◆ **Records for the exercise**:
####

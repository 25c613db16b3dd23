//! Pipeline - filter, transform, fan out
//!
//! One pipeline binds a compiled source filter, its own transformer chain
//! and an ordered list of publisher sinks. Items are processed one at a time
//! per pipeline so the chain's aggregation state stays consistent; separate
//! pipelines run in parallel.

use std::sync::Arc;

use parking_lot::Mutex;
use tally_config::{PipelineKind, SinkErrorPolicy};
use tally_protocol::{Datum, Sample};
use tally_routing::MeterFilter;
use tally_sinks::util::RateLimitedLogger;
use tally_sinks::{Batch, PublisherSink};
use tally_transform::Chain;
use tracing::{debug, warn};

use crate::metrics::PipelineMetrics;
use crate::sequence::SequenceGuard;
use crate::{PipelineError, Result};

/// What happened to one item in one pipeline
#[derive(Debug, Clone, Copy, PartialEq, Eq)]
pub enum RouteOutcome {
    /// Filter or kind did not match
    Skipped,
    /// Older than the last accepted sample for its key
    OutOfSequence,
    /// A transformer stage aborted the item
    ChainFailed,
    /// Chain ran and its outputs were offered to the sinks
    Published {
        /// Chain outputs (0 when a stage buffered the item)
        outputs: usize,
        /// Sinks that refused the publish
        failed_sinks: usize,
    },
}

/// Result of flushing a pipeline's chain
#[derive(Debug, Clone, Copy, Default, PartialEq, Eq)]
pub struct FlushReport {
    /// Samples released by the flush and offered to the sinks
    pub samples: usize,
    /// Stage errors the flush reported
    pub errors: usize,
    /// Sinks that refused the flushed batch
    pub failed_sinks: usize,
}

impl FlushReport {
    pub(crate) fn merge(&mut self, other: FlushReport) {
        self.samples += other.samples;
        self.errors += other.errors;
        self.failed_sinks += other.failed_sinks;
    }
}

struct PipelineState {
    chain: Chain,
    sequence: SequenceGuard,
}

/// A named binding of a source filter, a transformer chain and its sinks
pub struct Pipeline {
    name: String,
    kind: PipelineKind,
    filter: MeterFilter,
    sinks: Vec<Arc<PublisherSink>>,
    on_sink_error: SinkErrorPolicy,
    state: Mutex<PipelineState>,
    metrics: Arc<PipelineMetrics>,
    failure_log: RateLimitedLogger,
}

impl Pipeline {
    pub fn new(
        name: impl Into<String>,
        kind: PipelineKind,
        filter: MeterFilter,
        chain: Chain,
        sinks: Vec<Arc<PublisherSink>>,
        on_sink_error: SinkErrorPolicy,
        metrics: Arc<PipelineMetrics>,
    ) -> Self {
        Self {
            name: name.into(),
            kind,
            filter,
            sinks,
            on_sink_error,
            state: Mutex::new(PipelineState {
                chain,
                sequence: SequenceGuard::new(),
            }),
            metrics,
            failure_log: RateLimitedLogger::default_interval(),
        }
    }

    #[inline]
    pub fn name(&self) -> &str {
        &self.name
    }

    #[inline]
    pub fn kind(&self) -> PipelineKind {
        self.kind
    }

    pub fn sink_names(&self) -> Vec<&str> {
        self.sinks.iter().map(|s| s.name()).collect()
    }

    pub fn transformer_names(&self) -> Vec<&'static str> {
        self.state.lock().chain.names()
    }

    /// Whether this pipeline accepts the item
    pub fn matches(&self, datum: &Datum) -> bool {
        let kind_matches = matches!(
            (self.kind, datum),
            (PipelineKind::Sample, Datum::Sample(_)) | (PipelineKind::Event, Datum::Event(_))
        );
        kind_matches && self.filter.matches(datum.name())
    }

    /// Route one item through this pipeline
    ///
    /// Never fails: chain errors and sink refusals are logged and counted
    /// here and do not reach the caller.
    pub fn route(&self, datum: &Datum) -> RouteOutcome {
        if !self.matches(datum) {
            return RouteOutcome::Skipped;
        }

        let mut state = self.state.lock();
        let outputs = match datum {
            Datum::Event(event) => Batch::from(Datum::from(event.clone())),
            Datum::Sample(sample) => {
                if !state.sequence.admit(sample) {
                    self.metrics.record_sequence_drop();
                    debug!(
                        pipeline = %self.name,
                        meter = %sample.name,
                        resource = %sample.resource_id,
                        timestamp = %sample.timestamp,
                        "sample out of sequence, dropped"
                    );
                    return RouteOutcome::OutOfSequence;
                }
                match self.transform(&mut state.chain, sample.clone()) {
                    Ok(samples) => Batch::from(samples),
                    Err(e) => {
                        self.metrics.record_chain_error();
                        warn!(
                            meter = %sample.name,
                            resource = %sample.resource_id,
                            error = %e,
                            "transformer chain aborted sample"
                        );
                        return RouteOutcome::ChainFailed;
                    }
                }
            }
        };

        // publish under the lock so each sink sees this pipeline's items in order
        let outputs_len = outputs.len();
        let failed_sinks = self.publish(outputs);
        RouteOutcome::Published {
            outputs: outputs_len,
            failed_sinks,
        }
    }

    /// Flush the chain and publish what it releases
    pub fn flush(&self) -> FlushReport {
        let mut state = self.state.lock();
        let outcome = state.chain.flush_all();
        self.metrics.record_flush(outcome.errors.len() as u64);

        for error in &outcome.errors {
            warn!(pipeline = %self.name, error = %error, "transformer flush failed");
        }

        let samples = outcome.samples.len();
        let failed_sinks = self.publish(Batch::from(outcome.samples));
        FlushReport {
            samples,
            errors: outcome.errors.len(),
            failed_sinks,
        }
    }

    fn transform(&self, chain: &mut Chain, sample: Sample) -> Result<Vec<Sample>> {
        chain.process(sample).map_err(|source| PipelineError::Chain {
            pipeline: self.name.clone(),
            source,
        })
    }

    /// Offer a batch to every sink in order; returns the number that refused it
    fn publish(&self, batch: Batch) -> usize {
        if batch.is_empty() {
            return 0;
        }

        let mut failed = 0;
        for (position, sink) in self.sinks.iter().enumerate() {
            let Err(source) = sink.publish(batch.clone()) else {
                continue;
            };
            failed += 1;
            self.metrics.record_publish_error();
            let error = PipelineError::Publish {
                pipeline: self.name.clone(),
                sink: sink.name().to_string(),
                source,
            };
            if let Some(count) = self.failure_log.record() {
                warn!(count, error = %error, "sink refused publish");
            }

            if self.on_sink_error == SinkErrorPolicy::Abort {
                let skipped = self.sinks.len() - position - 1;
                if skipped > 0 {
                    debug!(pipeline = %self.name, skipped, "aborting remaining sinks for item");
                }
                break;
            }
        }
        failed
    }
}

impl std::fmt::Debug for Pipeline {
    fn fmt(&self, f: &mut std::fmt::Formatter<'_>) -> std::fmt::Result {
        f.debug_struct("Pipeline")
            .field("name", &self.name)
            .field("kind", &self.kind)
            .field("sources", &self.filter.patterns())
            .field("sinks", &self.sink_names())
            .field("on_sink_error", &self.on_sink_error)
            .finish()
    }
}

#[cfg(test)]
#[path = "pipeline_test.rs"]
mod tests;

####

◆ **Problem statement**: Which lines of the data include the string "FlushReport"? Find them and copy each one.

◆ **Output for this task**:
pub struct FlushReport {
impl FlushReport {
    pub(crate) fn merge(&mut self, other: FlushReport) {
    pub fn flush(&self) -> FlushReport {
        FlushReport {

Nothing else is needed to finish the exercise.